Last year a local independent psychiatrist retired who was heavy handed when it comes to poly pharmacy and controlled substances. I inherited a patient on 12 mg of Klonopin. Made it very clear at initial appointment my plan would be taper and she was free to seek a second opinion. She wanted to move forward. Without getting into specifics it came to my attention that another provider she sees was telling her to advocate for herself and push back on my taper plan. I have been tapering slowly at 25% every 1-2 months. In another case from this provider there’s a 67 year old on Xanax and Valium. Same scenario with letting her know what I would recommend and offering a second opinion. Got her off the Valium without too much trouble and over 8 months have reduced Xanax by 0.5 mg.
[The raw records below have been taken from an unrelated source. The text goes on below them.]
//! YAML schema definitions for world-model agent training runs
//!
//! The document is a tree of named sections consumed by an external trainer.
//! Sections and keys follow the trainer's naming (`collector_train`,
//! `training_settings`, `lambda_`, ...) so existing run files load unchanged.

use serde::{Deserialize, Serialize};
use std::path::PathBuf;

/// Number of recency buckets the episode dataset samples from.
///
/// `training_settings.sampling_weights` carries one weight per bucket.
pub const SAMPLING_PHASES: usize = 4;

/// Dotted paths that must be present in every document.
///
/// Checked on the raw tree before deserialization so a missing section is
/// reported by name instead of as a generic parse failure.
pub const REQUIRED_KEYS: &[&str] = &[
    "common",
    "common.epochs",
    "common.device",
    "common.do_checkpoint",
    "common.sequence_length",
    "collector_train",
    "collector_train.num_env",
    "collector_train.num_episodes_to_save",
    "collector_train.config",
    "collector_test",
    "collector_test.num_env",
    "collector_test.num_episodes_to_save",
    "collector_test.config",
    "training_settings",
    "training_settings.should",
    "training_settings.learning_rate",
    "training_settings.tokenizer",
    "training_settings.world_model",
    "training_settings.actor_critic",
    "evaluation_settings",
    "evaluation_settings.should",
    "evaluation_settings.every",
    "evaluation_settings.tokenizer",
    "evaluation_settings.world_model",
    "evaluation_settings.actor_critic",
];

/// Complete training run configuration
#[derive(Debug, Clone, PartialEq, Serialize, Deserialize)]
#[serde(deny_unknown_fields)]
pub struct TrainConfig {
    /// Experiment-tracking metadata
    #[serde(default)]
    pub wandb: WandbConfig,

    /// Global run parameters
    pub common: CommonConfig,

    /// Environment rollout settings for the training dataset
    pub collector_train: CollectorConfig,

    /// Environment rollout settings for the evaluation dataset
    pub collector_test: CollectorConfig,

    /// Optimizer and schedule settings per module
    pub training_settings: TrainingSettings,

    /// Periodic evaluation settings per module
    pub evaluation_settings: EvaluationSettings,
}

/// Experiment-tracking session metadata
///
/// Every field is nullable; the tracker fills in its own defaults.
#[derive(Debug, Clone, Default, PartialEq, Serialize, Deserialize)]
#[serde(deny_unknown_fields)]
pub struct WandbConfig {
    /// Tracking mode ("online", "offline", "disabled")
    #[serde(default)]
    pub mode: Option<String>,

    /// Project name
    #[serde(default)]
    pub project: Option<String>,

    /// Team or user owning the project
    #[serde(default)]
    pub entity: Option<String>,

    /// Run display name
    #[serde(default)]
    pub name: Option<String>,

    /// Run group
    #[serde(default)]
    pub group: Option<String>,

    /// Free-form run tags
    #[serde(default)]
    pub tags: Option<Vec<String>>,

    /// Run notes
    #[serde(default)]
    pub notes: Option<String>,
}

/// Global run parameters
#[derive(Debug, Clone, PartialEq, Serialize, Deserialize)]
#[serde(deny_unknown_fields)]
pub struct CommonConfig {
    /// Total number of epochs (epochs are numbered from 1)
    pub epochs: u32,

    /// Compute device identifier ("cpu", "cuda", "cuda:0", "mps")
    pub device: String,

    /// Save optimizer and dataset state alongside the agent weights
    pub do_checkpoint: bool,

    /// Random seed; null leaves seeding to the trainer
    #[serde(default)]
    pub seed: Option<u64>,

    /// Sequence length sampled for world-model batches
    pub sequence_length: u32,

    /// Resume a previous run from `resume_path`
    #[serde(default)]
    pub resume: bool,

    /// Run directory of the run being resumed
    #[serde(default)]
    pub resume_path: Option<PathBuf>,
}

/// Environment interaction settings for one collector
#[derive(Debug, Clone, PartialEq, Serialize, Deserialize)]
#[serde(deny_unknown_fields)]
pub struct CollectorConfig {
    /// Number of environments stepped in parallel
    pub num_env: u32,

    /// Stop collecting after this epoch; null collects every epoch
    #[serde(default)]
    pub stop_after_epochs: Option<u32>,

    /// Number of most recent episodes kept on disk
    pub num_episodes_to_save: u32,

    /// Per-call rollout parameters
    pub config: CollectionParams,
}

/// Rollout parameters handed to the collector on every call
#[derive(Debug, Clone, PartialEq, Serialize, Deserialize)]
#[serde(deny_unknown_fields)]
pub struct CollectionParams {
    /// Probability of a uniformly random action
    pub epsilon: f64,

    /// Sample actions from the policy instead of taking the argmax
    pub should_sample: bool,

    /// Policy logits temperature
    pub temperature: f64,

    /// Number of environment steps per call (exclusive with `num_episodes`)
    #[serde(default)]
    pub num_steps: Option<u32>,

    /// Number of episodes per call (exclusive with `num_steps`)
    #[serde(default)]
    pub num_episodes: Option<u32>,

    /// Observations replayed to warm up the recurrent policy state
    pub burn_in: u32,
}

/// Optimizer settings shared by every trained module
#[derive(Debug, Clone, PartialEq, Serialize, Deserialize)]
pub struct ComponentTraining {
    /// Samples per batch
    pub batch_num_samples: u32,

    /// Batches accumulated before each optimizer step
    pub grad_acc_steps: u32,

    /// Gradient norm clipping threshold; null disables clipping
    #[serde(default)]
    pub max_grad_norm: Option<f64>,

    /// Module trains only in epochs strictly after this one
    pub start_after_epochs: u32,

    /// Optimizer steps per epoch
    pub steps_per_epoch: u32,
}

/// Tokenizer training settings
#[derive(Debug, Clone, PartialEq, Serialize, Deserialize)]
#[serde(from = "TokenizerTrainingDoc")]
pub struct TokenizerTraining {
    #[serde(flatten)]
    pub component: ComponentTraining,
}

/// World-model training settings
#[derive(Debug, Clone, PartialEq, Serialize, Deserialize)]
#[serde(from = "WorldModelTrainingDoc")]
pub struct WorldModelTraining {
    #[serde(flatten)]
    pub component: ComponentTraining,

    /// Decoupled weight decay for the transformer blocks
    pub weight_decay: f64,
}

/// Actor-critic training settings
#[derive(Debug, Clone, PartialEq, Serialize, Deserialize)]
#[serde(from = "ActorCriticTrainingDoc")]
pub struct ActorCriticTraining {
    #[serde(flatten)]
    pub component: ComponentTraining,

    /// Imagined steps rolled out per update
    pub imagine_horizon: u32,

    /// Real observations used to warm up the policy before imagining
    pub burn_in: u32,

    /// Discount factor
    pub gamma: f64,

    /// Lambda-return mixing coefficient
    pub lambda_: f64,

    /// Entropy bonus weight
    pub entropy_weight: f64,
}

// Per-module blocks as written in the document. `flatten` ignores
// `deny_unknown_fields`, so the shared optimizer keys are spelled out here
// and regrouped into `ComponentTraining` after parsing.

#[derive(Deserialize)]
#[serde(deny_unknown_fields)]
struct TokenizerTrainingDoc {
    batch_num_samples: u32,
    grad_acc_steps: u32,
    #[serde(default)]
    max_grad_norm: Option<f64>,
    start_after_epochs: u32,
    steps_per_epoch: u32,
}

#[derive(Deserialize)]
#[serde(deny_unknown_fields)]
struct WorldModelTrainingDoc {
    batch_num_samples: u32,
    grad_acc_steps: u32,
    #[serde(default)]
    max_grad_norm: Option<f64>,
    start_after_epochs: u32,
    steps_per_epoch: u32,
    weight_decay: f64,
}

#[derive(Deserialize)]
#[serde(deny_unknown_fields)]
struct ActorCriticTrainingDoc {
    batch_num_samples: u32,
    grad_acc_steps: u32,
    #[serde(default)]
    max_grad_norm: Option<f64>,
    start_after_epochs: u32,
    steps_per_epoch: u32,
    imagine_horizon: u32,
    burn_in: u32,
    gamma: f64,
    lambda_: f64,
    entropy_weight: f64,
}

impl From<TokenizerTrainingDoc> for TokenizerTraining {
    fn from(doc: TokenizerTrainingDoc) -> Self {
        Self {
            component: ComponentTraining {
                batch_num_samples: doc.batch_num_samples,
                grad_acc_steps: doc.grad_acc_steps,
                max_grad_norm: doc.max_grad_norm,
                start_after_epochs: doc.start_after_epochs,
                steps_per_epoch: doc.steps_per_epoch,
            },
        }
    }
}

impl From<WorldModelTrainingDoc> for WorldModelTraining {
    fn from(doc: WorldModelTrainingDoc) -> Self {
        Self {
            component: ComponentTraining {
                batch_num_samples: doc.batch_num_samples,
                grad_acc_steps: doc.grad_acc_steps,
                max_grad_norm: doc.max_grad_norm,
                start_after_epochs: doc.start_after_epochs,
                steps_per_epoch: doc.steps_per_epoch,
            },
            weight_decay: doc.weight_decay,
        }
    }
}

impl From<ActorCriticTrainingDoc> for ActorCriticTraining {
    fn from(doc: ActorCriticTrainingDoc) -> Self {
        Self {
            component: ComponentTraining {
                batch_num_samples: doc.batch_num_samples,
                grad_acc_steps: doc.grad_acc_steps,
                max_grad_norm: doc.max_grad_norm,
                start_after_epochs: doc.start_after_epochs,
                steps_per_epoch: doc.steps_per_epoch,
            },
            imagine_horizon: doc.imagine_horizon,
            burn_in: doc.burn_in,
            gamma: doc.gamma,
            lambda_: doc.lambda_,
            entropy_weight: doc.entropy_weight,
        }
    }
}

/// Training settings for all modules
#[derive(Debug, Clone, PartialEq, Serialize, Deserialize)]
#[serde(deny_unknown_fields)]
pub struct TrainingSettings {
    /// Run training at all
    pub should: bool,

    /// Optimizer learning rate
    pub learning_rate: f64,

    /// Dataset sampling weights, one per recency bucket; null samples uniformly
    #[serde(default)]
    pub sampling_weights: Option<Vec<f64>>,

    pub tokenizer: TokenizerTraining,
    pub world_model: WorldModelTraining,
    pub actor_critic: ActorCriticTraining,
}

/// Tokenizer evaluation settings
#[derive(Debug, Clone, PartialEq, Serialize, Deserialize)]
#[serde(deny_unknown_fields)]
pub struct TokenizerEvaluation {
    pub batch_num_samples: u32,
    pub start_after_epochs: u32,

    /// Write reconstructed observations to the media directory
    #[serde(default)]
    pub save_reconstructions: bool,
}

/// World-model evaluation settings
#[derive(Debug, Clone, PartialEq, Serialize, Deserialize)]
#[serde(deny_unknown_fields)]
pub struct WorldModelEvaluation {
    pub batch_num_samples: u32,
    pub start_after_epochs: u32,
}

/// Actor-critic evaluation (imagination inspection) settings
#[derive(Debug, Clone, PartialEq, Serialize, Deserialize)]
#[serde(deny_unknown_fields)]
pub struct ActorCriticEvaluation {
    /// Imagined episodes saved per evaluation
    pub num_episodes_to_save: u32,

    /// Imagination horizon
    pub horizon: u32,

    pub start_after_epochs: u32,
}

/// Evaluation settings for all modules
#[derive(Debug, Clone, PartialEq, Serialize, Deserialize)]
#[serde(deny_unknown_fields)]
pub struct EvaluationSettings {
    /// Run evaluation at all
    pub should: bool,

    /// Evaluate every N epochs
    pub every: u32,

    pub tokenizer: TokenizerEvaluation,
    pub world_model: WorldModelEvaluation,
    pub actor_critic: ActorCriticEvaluation,
}

impl TrainConfig {
    /// `start_after_epochs` of every module, keyed by dotted path.
    pub fn start_after_epochs(&self) -> [(&'static str, u32); 6] {
        let train = &self.training_settings;
        let eval = &self.evaluation_settings;
        [
            (
                "training_settings.tokenizer.start_after_epochs",
                train.tokenizer.component.start_after_epochs,
            ),
            (
                "training_settings.world_model.start_after_epochs",
                train.world_model.component.start_after_epochs,
            ),
            (
                "training_settings.actor_critic.start_after_epochs",
                train.actor_critic.component.start_after_epochs,
            ),
            (
                "evaluation_settings.tokenizer.start_after_epochs",
                eval.tokenizer.start_after_epochs,
            ),
            (
                "evaluation_settings.world_model.start_after_epochs",
                eval.world_model.start_after_epochs,
            ),
            (
                "evaluation_settings.actor_critic.start_after_epochs",
                eval.actor_critic.start_after_epochs,
            ),
        ]
    }
}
Now I get a note from her therapist saying they spent the majority of the session discussing how she wants more Xanax and he recommends she be more assertive with me. I did send a message to the provider in the first case asking for follow up on their statement but they have not responded. Trying to decide how to handle things with this therapist and seeking input.
Sounds like a therapist with poor boundaries. I'm assuming that they're a non-prescriber. If so, they should stay in their lane. Aren't there state laws against practicing medicine without a license? Scope of practice?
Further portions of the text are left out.